After we swam, we would always climb (super uncoordinatedly) back into the boat.  Sean had a 15 foot Whaler, maybe 18. It had a tiny console but no cabin, or seat; just two wooden benches, one fore and one aft.  And an outboard motor that would get tangled with seaweed--and once got seriously banged up on a shoal, but we never admitted to that, ever.  We were both looking out for the buoy, and somehow missed the fact that it was dead in front of us.  At least we didn't miss out curfew.  We would crawl out of the warm water, back onto the desk of the boat, and wiggle back into our clothes ( we always, always wore bathing suits--no matter what we were planning, the assumption was that we would end up in the river at least once), then lay there and stare up into the night sky.

If you have never been out in the middle of nowhere, on a boat in floating in the middle of one of the largest rivers in the world, you have never seen the night sky.  You have no idea what it is like to look up and see STARS.  Stars like they are the only thing that exists anymore, like there is no sky, only layer and layer of pinpoints of light.  All twinkling back at you from a thousand years ago.  Half of what you see probably isn't even there any more, but you see it, like looking into the past.

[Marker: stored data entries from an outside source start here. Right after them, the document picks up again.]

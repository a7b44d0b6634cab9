//! The minimum-candidate invariant.
//!
//! A comparison is only meaningful with at least [`MIN_CANDIDATES`]
//! comparable products besides the base. Every place that asks "do we have
//! enough?" goes through [`check_minimum`].

use prodcmp_core::MIN_CANDIDATES;

/// How far short of the minimum a candidate set is.
#[derive(Debug, Clone, Copy, PartialEq, Eq)]
pub struct Shortfall {
    pub found: usize,
    pub required: usize,
}

impl Shortfall {
    #[must_use]
    pub fn missing(&self) -> usize {
        self.required.saturating_sub(self.found)
    }
}

/// Checks `found` complete, deduplicated candidates (base excluded) against
/// the minimum.
///
/// # Errors
///
/// Returns the [`Shortfall`] when fewer than [`MIN_CANDIDATES`] were found.
pub fn check_minimum(found: usize) -> Result<(), Shortfall> {
    if found >= MIN_CANDIDATES {
        Ok(())
    } else {
        Err(Shortfall {
            found,
            required: MIN_CANDIDATES,
        })
    }
}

We knew almost nothing about astronomy.  I still know almost nothing about it, but maybe Sean does now.  I don't know.  But it never mattered to us, because we weren't really looking for the stars, we were looking for the satellites.  It seems like such a silly but wonderful thing now.  I can't even explain it, but it was so important then.  We would lie there forever, staring up at the night, looking for the outliers.  In the midst of all those stars there was always the thing that was not like the others.  The tiny pinpoint of light that moved, that trailed across the night, through the true stars, a tether to the Earth.  And we would try to find them, it was like a competition: who can spot it first?  It was like being able to spot the imposter, the one who didn't belong, the intruder in our beautiful, perfect night. 

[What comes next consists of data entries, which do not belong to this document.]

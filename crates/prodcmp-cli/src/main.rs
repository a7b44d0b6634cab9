mod compare;
mod resolve;

use clap::{Parser, Subcommand};
use tracing_subscriber::EnvFilter;

use crate::compare::CompareArgs;

#[derive(Debug, Parser)]
#[command(name = "prodcmp")]
#[command(about = "Compare a marketplace product against similar alternatives")]
struct Cli {
    #[command(subcommand)]
    command: Commands,
}

#[derive(Debug, Subcommand)]
enum Commands {
    /// Find comparable products and rank them with weighted scores
    Compare(CompareArgs),
    /// Show how an input would be interpreted, without fetching anything
    Resolve {
        /// Product name, ASIN, or marketplace product URL
        input: String,
    },
}

#[tokio::main]
async fn main() -> anyhow::Result<()> {
    let cli = Cli::parse();
    let config = prodcmp_core::load_app_config()?;

    let env_filter = EnvFilter::try_from_default_env()
        .or_else(|_| EnvFilter::try_new(config.log_level.clone()))?;
    tracing_subscriber::fmt()
        .with_env_filter(env_filter)
        .with_writer(std::io::stderr)
        .init();

    match cli.command {
        Commands::Compare(args) => compare::run_compare(&config, &args).await,
        Commands::Resolve { input } => resolve::run_resolve(&config, &input),
    }
}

Sean and I haven't talked in a long, long time.  In truth, I almost never think of him and those nights in the boat.  But sometimes I do.  Sometimes the night is just right, and the stars are oh so familiar, and it all comes back.  Nights like tonight, when I sit out on my porch, and the air is just colder than I think the river would be, and the stars are out.  Of course, in Somerville the stars are never "out" like they are on the river; here they are hidden, drowned out by the lights of the city.  Only the brightest can be seen, but sometimes it is enough.  It makes me remember those nights, spotting satellites, thinking that there was nothing else in the universe except us and the stars and the dock spiders.  And I am happy when I remember that.  I am sad, too, because the summer always ended.  We always had to get the boat back and brave the spiders guarding the dock, and head home in Sean's giant Ford Bronco that never had enough gas in it to get me home.

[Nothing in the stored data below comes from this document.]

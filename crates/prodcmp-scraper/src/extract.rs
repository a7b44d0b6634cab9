//! HTML field extraction driven by [`CompiledRules`].
//!
//! Everything here is synchronous: `scraper::Html` is not `Send`, so a
//! document is parsed, read, and dropped before the caller awaits anything.

use prodcmp_core::Asin;
use scraper::{ElementRef, Html};
use url::Url;

use crate::normalize::normalize_brand;
use crate::parse::{collapse_whitespace, parse_price_amount, parse_rating, parse_review_count};
use crate::rules::{CompiledRule, CompiledRules};
use crate::types::RawFields;

/// Fields and related-item ASINs read from one product page.
#[derive(Debug, Clone, Default, PartialEq, Eq)]
pub struct ProductPage {
    pub fields: RawFields,
    /// Related ASINs in page order, deduplicated, excluding the page's own.
    pub related_asins: Vec<Asin>,
}

/// Reads a product page.
///
/// Each field walks its rules in order and keeps the first value that is
/// non-empty and well-typed (a price with a positive amount, a rating in
/// range, a count with digits). A field whose rules are exhausted stays
/// `None`; other fields are unaffected.
#[must_use]
pub fn extract_product_page(html: &str, rules: &CompiledRules, own: Option<&Asin>) -> ProductPage {
    let document = Html::parse_document(html);
    let root = document.root_element();

    let fields = RawFields {
        title: first_match(root, &rules.title, |v| !v.is_empty()),
        brand: first_match(root, &rules.brand, |v| normalize_brand(v).is_some()),
        price: first_match(root, &rules.price, |v| parse_price_amount(v).is_some()),
        rating: first_match(root, &rules.rating, |v| parse_rating(v).is_some()),
        review_count: first_match(root, &rules.review_count, |v| {
            parse_review_count(v).is_some()
        }),
        features: first_list(root, &rules.features),
    };

    let mut related_asins: Vec<Asin> = Vec::new();
    for rule in &rules.related_asin {
        for element in root.select(&rule.selector) {
            let Some(asin) = read_value(element, rule.attr.as_deref()).and_then(|v| Asin::parse(&v))
            else {
                continue;
            };
            if Some(&asin) != own && !related_asins.contains(&asin) {
                related_asins.push(asin);
            }
        }
    }

    ProductPage {
        fields,
        related_asins,
    }
}

/// Reads a search results page and returns the ASINs of organic results in
/// page order. Only links pointing at a `/dp/` product page count.
#[must_use]
pub fn extract_search_results(html: &str, rules: &CompiledRules, base: &Url) -> Vec<Asin> {
    let document = Html::parse_document(html);

    let mut asins: Vec<Asin> = Vec::new();
    for card in document.select(&rules.search_result) {
        let href = rules.search_result_link.iter().find_map(|rule| {
            card.select(&rule.selector)
                .filter_map(|link| read_value(link, rule.attr.as_deref()))
                .find(|href| href.contains("/dp/"))
        });
        let Some(href) = href else {
            continue;
        };
        let absolute = base
            .join(&href)
            .map_or_else(|_| href.clone(), |u| u.to_string());
        if let Some(asin) = Asin::from_url(&absolute) {
            if !asins.contains(&asin) {
                asins.push(asin);
            }
        }
    }
    asins
}

/// Text of the element, or the named attribute, whitespace-collapsed.
fn read_value(element: ElementRef<'_>, attr: Option<&str>) -> Option<String> {
    let raw = match attr {
        Some(name) => element.value().attr(name)?.to_owned(),
        None => element.text().collect::<String>(),
    };
    let value = collapse_whitespace(&raw);
    (!value.is_empty()).then_some(value)
}

fn first_match<F>(root: ElementRef<'_>, rules: &[CompiledRule], accept: F) -> Option<String>
where
    F: Fn(&str) -> bool,
{
    rules.iter().find_map(|rule| {
        root.select(&rule.selector)
            .filter_map(|element| read_value(element, rule.attr.as_deref()))
            .find(|value| accept(value))
    })
}

fn first_list(root: ElementRef<'_>, rules: &[CompiledRule]) -> Vec<String> {
    rules
        .iter()
        .map(|rule| {
            root.select(&rule.selector)
                .filter_map(|element| read_value(element, rule.attr.as_deref()))
                .collect::<Vec<_>>()
        })
        .find(|values| !values.is_empty())
        .unwrap_or_default()
}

But tonight those stars were there, reminding me of those nights, right down to the smell of the river and the feel of the fiberglass deck underneath me.  And I even spotted a few airplanes--not the same as satellites, but the best I can hope for in the city.  For now, until the night I get home, and head out in my own boat, and get to stare up at the night sky one more time.     

3 comments:

  1. It's so funny to read this because I was just looking at an infographic about space and all that good stuff.

    http://www.bbc.com/future/bespoke/space_infographic

    Kind of amazing that big out there...sometimes it's too much to think about and not start to go off on those philosophical tangents in your mind.